‘She was dressing half of Brixton at one time.’ A former plumber from south London is recalling the pretty, well-groomed shoplifter of his youth. Expensively dressed, her favourite place to target was Selfridges. ‘I don’t know how she did it but she got everything. You put in an order and she’d get it. Those days I had silk boxer shorts to give away,’ he sighs. ‘But then her son got murdered and she died shortly after of a broken heart.’
Shoplifting is no longer a one-woman show. Light-fingered mothers have been replaced by organised criminals, trafficking children and teenage girls from eastern Europe to steal from British shops. Children are a key part of their strategy because they are too young to be charged. Police forces in Lancashire, Merseyside and South Yorkshire have seen five-year-olds used.

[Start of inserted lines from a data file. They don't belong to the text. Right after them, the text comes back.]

// SPDX-License-Identifier: MIT
// Copyright (c) 2026 Alfred Jean LLC

//! One-shot request/response calls to the timer authority.
//!
//! Used for initial hydration, existence checks, donation history, and as an
//! alternative path for commands when the caller prefers it over the
//! persistent connection.

use std::future::Future;
use std::pin::Pin;
use std::time::Duration;

use reqwest::{StatusCode, Url};
use serde::de::DeserializeOwned;
use serde_json::Value;
use tk_core::protocol::unwrap_list;
use tk_core::{ClientMessage, DonationRecord, SavedTimerState, TimerIdentity};

/// Error type for one-shot calls.
#[derive(Debug, thiserror::Error)]
pub enum OneShotError {
    #[error("invalid url: {0}")]
    InvalidUrl(String),

    #[error("http error: {0}")]
    Http(#[from] reqwest::Error),

    #[error("server returned {status}: {body}")]
    Status { status: u16, body: String },

    #[error("failed to decode response: {0}")]
    Decode(String),
}

/// Result type for one-shot calls.
pub type OneShotResult<T> = Result<T, OneShotError>;

type Call<'a, T> = Pin<Box<dyn Future<Output = OneShotResult<T>> + Send + 'a>>;

/// Request/response access to the authority.
pub trait OneShot: Send + Sync {
    /// Sends a command. Returns the response body if it was JSON.
    fn send_command<'a>(&'a self, msg: &'a ClientMessage) -> Call<'a, Option<Value>>;

    /// Fetches the raw snapshot payload. Returns `None` if the timer does not exist.
    fn fetch_state<'a>(&'a self, identity: &'a TimerIdentity) -> Call<'a, Option<Value>>;

    /// Fetches the saved states stored for this timer key.
    fn fetch_saved_states<'a>(
        &'a self,
        identity: &'a TimerIdentity,
    ) -> Call<'a, Vec<SavedTimerState>>;

    /// Fetches the donation history for this timer.
    fn fetch_donations<'a>(&'a self, identity: &'a TimerIdentity)
        -> Call<'a, Vec<DonationRecord>>;
}

/// Default request timeout.
pub const DEFAULT_TIMEOUT: Duration = Duration::from_secs(10);

/// HTTP implementation of [`OneShot`].
#[derive(Debug, Clone)]
pub struct HttpRemote {
    client: reqwest::Client,
    base: Url,
}

impl HttpRemote {
    /// Creates a client rooted at `base_url` (e.g. `http://localhost:3000`).
    pub fn new(base_url: &str) -> OneShotResult<Self> {
        Self::with_timeout(base_url, DEFAULT_TIMEOUT)
    }

    pub fn with_timeout(base_url: &str, timeout: Duration) -> OneShotResult<Self> {
        let base = Url::parse(base_url)
            .map_err(|e| OneShotError::InvalidUrl(format!("{}: {}", base_url, e)))?;
        if base.cannot_be_a_base() {
            return Err(OneShotError::InvalidUrl(base_url.to_string()));
        }
        let client = reqwest::Client::builder().timeout(timeout).build()?;
        Ok(HttpRemote { client, base })
    }

    /// Appends percent-encoded path segments to the base URL.
    fn url(&self, segments: &[&str]) -> OneShotResult<Url> {
        let mut url = self.base.clone();
        url.path_segments_mut()
            .map_err(|_| OneShotError::InvalidUrl(self.base.to_string()))?
            .pop_if_empty()
            .extend(segments);
        Ok(url)
    }

    /// `POST {base}/timer/{route}`
    pub fn command_url(&self, msg: &ClientMessage) -> OneShotResult<Url> {
        self.url(&["timer", msg.route()])
    }

    /// `GET {base}/timer/state/{key}/{name}`
    pub fn state_url(&self, identity: &TimerIdentity) -> OneShotResult<Url> {
        self.url(&["timer", "state", &identity.key, &identity.name])
    }

    /// `GET {base}/timer/saved-states/{key}`
    pub fn saved_states_url(&self, identity: &TimerIdentity) -> OneShotResult<Url> {
        self.url(&["timer", "saved-states", &identity.key])
    }

    /// `GET {base}/timer/donations/{key}/{name}`
    pub fn donations_url(&self, identity: &TimerIdentity) -> OneShotResult<Url> {
        self.url(&["timer", "donations", &identity.key, &identity.name])
    }

    async fn get_list<T: DeserializeOwned>(&self, url: Url) -> OneShotResult<Vec<T>> {
        let response = checked(self.client.get(url).send().await?).await?;
        let body: Value = response
            .json()
            .await
            .map_err(|e| OneShotError::Decode(e.to_string()))?;
        serde_json::from_value(unwrap_list(body)).map_err(|e| OneShotError::Decode(e.to_string()))
    }
}

/// Turns a non-success response into [`OneShotError::Status`].
async fn checked(response: reqwest::Response) -> OneShotResult<reqwest::Response> {
    let status = response.status();
    if status.is_success() {
        return Ok(response);
    }
    let body = response
        .text()
        .await
        .unwrap_or_else(|_| "<unable to read body>".into());
    Err(OneShotError::Status {
        status: status.as_u16(),
        body,
    })
}

impl OneShot for HttpRemote {
    fn send_command<'a>(&'a self, msg: &'a ClientMessage) -> Call<'a, Option<Value>> {
        Box::pin(async move {
            let url = self.command_url(msg)?;
            let body = msg.body().map_err(|e| OneShotError::Decode(e.to_string()))?;
            tracing::debug!(route = msg.route(), "sending one-shot command");

            let response = checked(self.client.post(url).json(&body).send().await?).await?;
            let text = response.text().await?;
            if text.trim().is_empty() {
                return Ok(None);
            }
            Ok(serde_json::from_str(&text).ok())
        })
    }

    fn fetch_state<'a>(&'a self, identity: &'a TimerIdentity) -> Call<'a, Option<Value>> {
        Box::pin(async move {
            let url = self.state_url(identity)?;
            let response = self.client.get(url).send().await?;
            if response.status() == StatusCode::NOT_FOUND {
                return Ok(None);
            }
            let response = checked(response).await?;
            let body = response
                .json()
                .await
                .map_err(|e| OneShotError::Decode(e.to_string()))?;
            Ok(Some(body))
        })
    }

    fn fetch_saved_states<'a>(
        &'a self,
        identity: &'a TimerIdentity,
    ) -> Call<'a, Vec<SavedTimerState>> {
        Box::pin(async move { self.get_list(self.saved_states_url(identity)?).await })
    }

    fn fetch_donations<'a>(
        &'a self,
        identity: &'a TimerIdentity,
    ) -> Call<'a, Vec<DonationRecord>> {
        Box::pin(async move { self.get_list(self.donations_url(identity)?).await })
    }
}

#[cfg(test)]
#[path = "oneshot_tests.rs"]
mod tests;
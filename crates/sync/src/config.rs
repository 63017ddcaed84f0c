// SPDX-License-Identifier: MIT
// Copyright (c) 2026 Alfred Jean LLC

//! Session configuration.

use std::time::Duration;

use serde::{Deserialize, Serialize};
use tk_core::TimerType;

use crate::reconnect::Backoff;

/// Which path an intent takes to the authority.
#[derive(Debug, Clone, Copy, Default, PartialEq, Eq, Serialize, Deserialize)]
#[serde(rename_all = "lowercase")]
pub enum Via {
    /// The persistent connection, queued while disconnected.
    #[default]
    Live,
    /// A single request/response call.
    #[serde(alias = "http")]
    OneShot,
}

/// What the session sends when a running countdown reaches zero.
#[derive(Debug, Clone, Copy, Default, PartialEq, Eq, Serialize, Deserialize)]
#[serde(rename_all = "lowercase")]
pub enum TerminalAction {
    #[default]
    Pause,
    Stop,
}

/// Reconnection settings.
#[derive(Debug, Clone, PartialEq, Eq, Serialize, Deserialize)]
pub struct ReconnectConfig {
    /// Retries after consecutive failures before giving up (0 = unlimited).
    #[serde(default = "default_max_attempts")]
    pub max_attempts: u32,
    #[serde(default = "default_initial_delay_ms")]
    pub initial_delay_ms: u64,
    #[serde(default = "default_max_delay_secs")]
    pub max_delay_secs: u64,
    #[serde(default = "default_connect_timeout_secs")]
    pub connect_timeout_secs: u64,
    /// 0 disables the watchdog.
    #[serde(default = "default_watchdog_interval_ms")]
    pub watchdog_interval_ms: u64,
}

fn default_max_attempts() -> u32 {
    10
}

fn default_initial_delay_ms() -> u64 {
    1000
}

fn default_max_delay_secs() -> u64 {
    30
}

fn default_connect_timeout_secs() -> u64 {
    10
}

fn default_watchdog_interval_ms() -> u64 {
    5000
}

impl Default for ReconnectConfig {
    fn default() -> Self {
        ReconnectConfig {
            max_attempts: default_max_attempts(),
            initial_delay_ms: default_initial_delay_ms(),
            max_delay_secs: default_max_delay_secs(),
            connect_timeout_secs: default_connect_timeout_secs(),
            watchdog_interval_ms: default_watchdog_interval_ms(),
        }
    }
}

impl ReconnectConfig {
    pub fn backoff(&self) -> Backoff {
        Backoff {
            initial: Duration::from_millis(self.initial_delay_ms),
            max: Duration::from_secs(self.max_delay_secs),
        }
    }

    pub fn connect_timeout(&self) -> Duration {
        Duration::from_secs(self.connect_timeout_secs)
    }

    /// `None` when the watchdog is disabled.
    pub fn watchdog_interval(&self) -> Option<Duration> {
        match self.watchdog_interval_ms {
            0 => None,
            ms => Some(Duration::from_millis(ms)),
        }
    }
}

/// Values used when `check_exists` has to create the timer.
#[derive(Debug, Clone, PartialEq, Eq, Serialize, Deserialize)]
pub struct TimerDefaults {
    #[serde(default = "default_timer_type")]
    pub timer_type: TimerType,
    #[serde(default = "default_initial_time_secs")]
    pub initial_time_secs: i64,
}

fn default_timer_type() -> TimerType {
    TimerType::Countdown
}

fn default_initial_time_secs() -> i64 {
    3600
}

impl Default for TimerDefaults {
    fn default() -> Self {
        TimerDefaults {
            timer_type: default_timer_type(),
            initial_time_secs: default_initial_time_secs(),
        }
    }
}

/// Everything a session needs besides its identity and transports.
#[derive(Debug, Clone, PartialEq, Eq, Serialize, Deserialize)]
pub struct SessionConfig {
    #[serde(default = "default_ws_url")]
    pub ws_url: String,
    #[serde(default)]
    pub terminal_action: TerminalAction,
    #[serde(default)]
    pub reconnect: ReconnectConfig,
    #[serde(default)]
    pub defaults: TimerDefaults,
}

fn default_ws_url() -> String {
    "ws://localhost:3000/ws".to_string()
}

impl Default for SessionConfig {
    fn default() -> Self {
        SessionConfig {
            ws_url: default_ws_url(),
            terminal_action: TerminalAction::default(),
            reconnect: ReconnectConfig::default(),
            defaults: TimerDefaults::default(),
        }
    }
}

#[cfg(test)]
#[path = "config_tests.rs"]
mod tests;
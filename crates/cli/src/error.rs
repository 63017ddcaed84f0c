// SPDX-License-Identifier: MIT
// Copyright (c) 2026 Alfred Jean LLC

use thiserror::Error;

/// Errors surfaced by the `tock` binary.
///
/// Errors provide user-friendly messages with hints for common issues.
#[derive(Debug, Error)]
pub enum Error {
    #[error("config error: {0}")]
    Config(String),

    #[error("config file not found: {0}\n  hint: create it, or omit --config to use the defaults")]
    ConfigNotFound(String),

    #[error("could not connect to {0}\n  hint: check ws_url in the config file, or retry with --via oneshot")]
    Unreachable(String),

    #[error("timer not found: {0}\n  hint: run 'tock create' first")]
    TimerNotFound(String),

    #[error("no response from the timer service within {0}s")]
    NoResponse(u64),

    #[error(transparent)]
    Timer(#[from] tk_core::Error),

    #[error(transparent)]
    Session(#[from] tk_sync::SessionError),

    #[error("io error: {0}")]
    Io(#[from] std::io::Error),

    #[error("json error: {0}")]
    Json(#[from] serde_json::Error),
}

pub type Result<T> = std::result::Result<T, Error>;

#[cfg(test)]
#[path = "error_tests.rs"]
mod tests;
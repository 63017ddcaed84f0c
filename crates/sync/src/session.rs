// SPDX-License-Identifier: MIT
// Copyright (c) 2026 Alfred Jean LLC

//! Timer session: the facade UI code talks to.
//!
//! A [`TimerSession`] owns the transport, the reconnection controller, the
//! operation queue, the cached snapshot and the subscriber registry. It is
//! driven by one task calling [`TimerSession::step`] or
//! [`TimerSession::run`].
//!
//! Other tasks and subscriber callbacks use a [`SessionHandle`]. Requests
//! made through a handle are processed on the next loop turn, never inside
//! the dispatch that triggered them.

use std::future::Future;
use std::pin::Pin;
use std::sync::Arc;
use std::time::Duration;

use serde_json::Value;
use tokio::sync::mpsc;
use tokio::time::{Instant, Interval, MissedTickBehavior};

use tk_core::protocol::unwrap_data;
use tk_core::{
    validate, ClientMessage, Donation, DonationRecord, Envelope, EventKind, RemoteError,
    SavedTimerState, TimerIdentity, TimerSnapshot, TimerType,
};

use crate::config::{SessionConfig, TerminalAction, Via};
use crate::error::{ErrorCode, SessionError, SessionResult, TimerError};
use crate::oneshot::{HttpRemote, OneShot};
use crate::queue::{Executor, OperationQueue};
use crate::reconcile::{Outcome, Reconciler};
use crate::reconnect::{
    ConnectionState, ReconnectController, RetryDecision, SharedConnectionState,
};
use crate::registry::{Registry, Subscriber, SubscriptionId};
use crate::transport::{Transport, TransportError, TransportResult, WebSocketTransport};

/// A user-level request to change or query the timer.
#[derive(Debug, Clone, PartialEq, Eq)]
pub enum Intent {
    Create {
        timer_type: TimerType,
        initial_time: Option<i64>,
    },
    Start,
    Stop,
    Pause,
    Resume,
    Reset,
    AddTime {
        minutes: u32,
        donation: Donation,
    },
    SaveState {
        name: String,
        description: Option<String>,
    },
    /// `None` loads the most recent saved state.
    LoadState {
        state_id: Option<String>,
    },
    ListSavedStates,
    RequestState,
}

impl Intent {
    /// Checks local preconditions. Runs before anything is sent or queued.
    pub fn check(&self) -> SessionResult<()> {
        match self {
            Intent::AddTime { minutes, donation } => {
                if *minutes == 0 {
                    return Err(SessionError::InvalidInput(
                        "minutes to add must be greater than zero".to_string(),
                    ));
                }
                donation.validate()?;
                Ok(())
            }
            Intent::SaveState { name, .. } if name.trim().is_empty() => Err(
                SessionError::InvalidInput("save name cannot be empty".to_string()),
            ),
            Intent::LoadState { state_id: Some(id) } if id.trim().is_empty() => Err(
                SessionError::InvalidInput("state id cannot be empty".to_string()),
            ),
            _ => Ok(()),
        }
    }

    /// Builds the wire command for this intent.
    pub fn to_message(&self, identity: &TimerIdentity) -> ClientMessage {
        match self {
            Intent::Create {
                timer_type,
                initial_time,
            } => ClientMessage::create(identity, *timer_type, *initial_time),
            Intent::Start => ClientMessage::start(identity),
            Intent::Stop => ClientMessage::stop(identity),
            Intent::Pause => ClientMessage::pause(identity),
            Intent::Resume => ClientMessage::resume(identity),
            Intent::Reset => ClientMessage::reset(identity),
            Intent::AddTime { minutes, donation } => {
                ClientMessage::add_time(identity, *minutes, donation.clone())
            }
            Intent::SaveState { name, description } => {
                let description = description
                    .as_deref()
                    .map(str::trim)
                    .filter(|d| !d.is_empty())
                    .map(str::to_string);
                ClientMessage::save_state(identity, name.trim(), description)
            }
            Intent::LoadState { state_id } => {
                let state_id = state_id.as_deref().map(|id| id.trim().to_string());
                ClientMessage::load_state(identity, state_id)
            }
            Intent::ListSavedStates => ClientMessage::get_saved_states(identity),
            Intent::RequestState => ClientMessage::get_timer_state(identity),
        }
    }
}
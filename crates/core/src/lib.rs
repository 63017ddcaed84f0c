// SPDX-License-Identifier: MIT
// Copyright (c) 2026 Alfred Jean LLC

//! tk-core: Shared library for the tock timer client
//!
//! This crate provides the timer data model, the wire protocol spoken with the
//! remote timer authority, and the payload validator used by the sync engine.

pub mod error;
pub mod format;
pub mod protocol;
pub mod timer;
pub mod validate;

pub use error::{Error, Result};
pub use format::format_hms;
pub use protocol::{ClientMessage, Envelope, EventKind, RemoteError};
pub use timer::{
    Donation, DonationMetadata, DonationRecord, DonationType, SavedTimerState, TimerIdentity,
    TimerSnapshot, TimerStatus, TimerType,
};
pub use validate::{validate, Rejection};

‘Criminals are being given a free pass to attack us. You don’t expect to risk your life for a part-time job at Tesco’
This new breed of shoplifter has led to an explosion in the number of thefts, from 1.1 million to 5.6 million in just a year. British retailers now suffer a staggering 600 thefts an hour. Dame Sharon White, the chair of the John Lewis Partnership, has said that last year the company faced a £12 million increase in shoplifting. ‘In the last year we have moved on from “I’m going to put an extra six eggs in my basket, I haven’t paid for them but actually my family’s struggling” to organised crime gangs shoplifting to order in a way I find profoundly shocking.’
One Romanian gang, the Morrisons Marauders, used foil-lined bags to steal at least £65,000 worth of goods from Morrisons supermarkets across Britain. They picked goods they could sell on quickly for big profits, targeting alcohol, cosmetics, ink cartridges and electric toothbrush heads.